Wow, that's one "over the top" review!
After looking at the review and the manufacturer's "theory" link, I think the reviewer may have missed a very important design decision that WILL affect the overall performance of this speaker :scratch: . This speaker company is VERY convinced that 4th order Linkwiz Riley crossovers are the best choice bar none. :shake: Unfortunately that flies in the face of most other high end speaker designer's findings. Those type of crossovers have many unwanted side effects d ...
Hello everbody!
My name is Bob Smith and I'm the president and chief engineer of SP Technology. I just stopped in to see what all the fuss was about. I guess Bill Roberts' review of our product created some controversy. I suppose I'm sticking my neck out on the chopping block here but if it helps dispel some partially incorrect notions then it's worth it.

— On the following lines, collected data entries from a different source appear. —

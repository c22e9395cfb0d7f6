use std::f32::consts::FRAC_PI_4;

use glam::Vec2;
use sat2d::{
    Capsule, Circle, ConvexPolygon, PairTable, Rectangle, SatError, Segment, Shape, Transform2,
};
use tracing::{info, warn};
use tracing_subscriber::EnvFilter;

struct Scenario {
    name: &'static str,
    shape_a: Shape,
    transform_a: Transform2,
    shape_b: Shape,
    transform_b: Transform2,
}

fn square() -> Shape {
    Rectangle {
        half_extents: Vec2::splat(0.5),
    }
    .into()
}

fn unit_circle() -> Shape {
    Circle { radius: 1.0 }.into()
}

fn at(x: f32, y: f32) -> Transform2 {
    Transform2::from_translation(Vec2::new(x, y))
}

fn scenarios() -> Vec<Scenario> {
    let segment: Shape = Segment::new(Vec2::new(-1.0, 0.0), Vec2::new(1.0, 0.0)).into();
    let capsule: Shape = Capsule {
        radius: 0.25,
        height: 1.0,
    }
    .into();
    let triangle: Option<Shape> =
        ConvexPolygon::new([Vec2::new(-0.5, 0.0), Vec2::new(0.5, 0.0), Vec2::Y]).map(Shape::from);

    let mut out = vec![
        Scenario {
            name: "squares apart",
            shape_a: square(),
            transform_a: Transform2::IDENTITY,
            shape_b: square(),
            transform_b: at(1.5, 0.0),
        },
        Scenario {
            name: "squares overlapping",
            shape_a: square(),
            transform_a: Transform2::IDENTITY,
            shape_b: square(),
            transform_b: at(0.5, 0.0),
        },
        Scenario {
            name: "circles overlapping",
            shape_a: unit_circle(),
            transform_a: Transform2::IDENTITY,
            shape_b: unit_circle(),
            transform_b: at(1.5, 0.0),
        },
        Scenario {
            name: "circles apart",
            shape_a: unit_circle(),
            transform_a: Transform2::IDENTITY,
            shape_b: unit_circle(),
            transform_b: at(3.0, 0.0),
        },
        Scenario {
            name: "identical segments",
            shape_a: segment.clone(),
            transform_a: Transform2::IDENTITY,
            shape_b: segment,
            transform_b: Transform2::IDENTITY,
        },
        Scenario {
            name: "capsule on rotated square",
            shape_a: capsule,
            transform_a: at(0.0, 0.9),
            shape_b: square(),
            transform_b: Transform2::from_angle_translation(FRAC_PI_4, Vec2::ZERO),
        },
    ];

    if let Some(triangle) = triangle {
        out.push(Scenario {
            name: "triangle resting on square",
            shape_a: triangle,
            transform_a: at(0.0, 0.4),
            shape_b: square(),
            transform_b: Transform2::IDENTITY,
        });
    }

    out
}

fn run(scenario: &Scenario) -> Result<(), SatError> {
    let manifold = sat2d::contact(
        &scenario.shape_a,
        &scenario.transform_a,
        &scenario.shape_b,
        &scenario.transform_b,
    )?;

    match manifold {
        Some(manifold) => {
            info!(
                scenario = scenario.name,
                normal = %manifold.normal,
                depth = manifold.depth,
                "collision"
            );

            for pair in &manifold.points {
                info!(on_a = %pair.on_a, on_b = %pair.on_b, "  contact");
            }
        }
        None => info!(scenario = scenario.name, "no collision"),
    }

    Ok(())
}

/// Moves a circle toward a square and back, reusing one pair record throughout.
fn run_coherent(frames: usize) -> Result<(), SatError> {
    let mut table = PairTable::<u32>::new();
    let circle: Shape = Circle { radius: 0.5 }.into();
    let square = square();

    for frame in 0..frames {
        let t = frame as f32 / frames as f32;
        let x = 3.0 - 4.0 * (1.0 - (2.0 * t - 1.0).abs());
        let transform_circle = at(x, 0.25);

        let record = table.get_or_insert(0, 1);
        let collided =
            record.collide(&circle, &transform_circle, &square, &Transform2::IDENTITY)?;

        info!(
            frame,
            x,
            collided,
            cached_axis = ?record.separating_axis(),
            "coherent query"
        );
    }

    Ok(())
}

fn main() {
    let filter = EnvFilter::try_from_default_env().unwrap_or_else(|_| EnvFilter::new("info"));
    tracing_subscriber::fmt().with_env_filter(filter).init();

    for scenario in scenarios() {
        if let Err(e) = run(&scenario) {
            warn!(scenario = scenario.name, "{e}");
        }
    }

    if let Err(e) = run_coherent(16) {
        warn!("{e}");
    }
}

First off, I'm not here to plug our products - don't have to. That's what reviews are (hopefully) for. Our products stand in their own defense. I am only concerned here with the underlying physics of design. I would hate to see a potential customer turn away from us or any other manufacturer's product because he or she was led to believe a partial truth. Reference the above quote. I offer the following for the more technically minded individuals out there that do consider the science behind the design in their decision making. I'm certainly not trying to impress anyone with my technical knowledge either.
Now first off Mr. Ehider, I'm not here to slam you or suggest that you don't know what you are talking about. Quite the contrary, you are correct, the fact is well established that higher order filters introduce larger amounts of phase shift than do lower order designs. But the complete analysis of a design has to take into consideration a multitude of variables, some of which will alter a simple "textbook" interpretation of the facts. The universe is full of complex phenomena that tend to represent "apparent" paradoxes, refusing to yield their secrets to simplistic linear analysis.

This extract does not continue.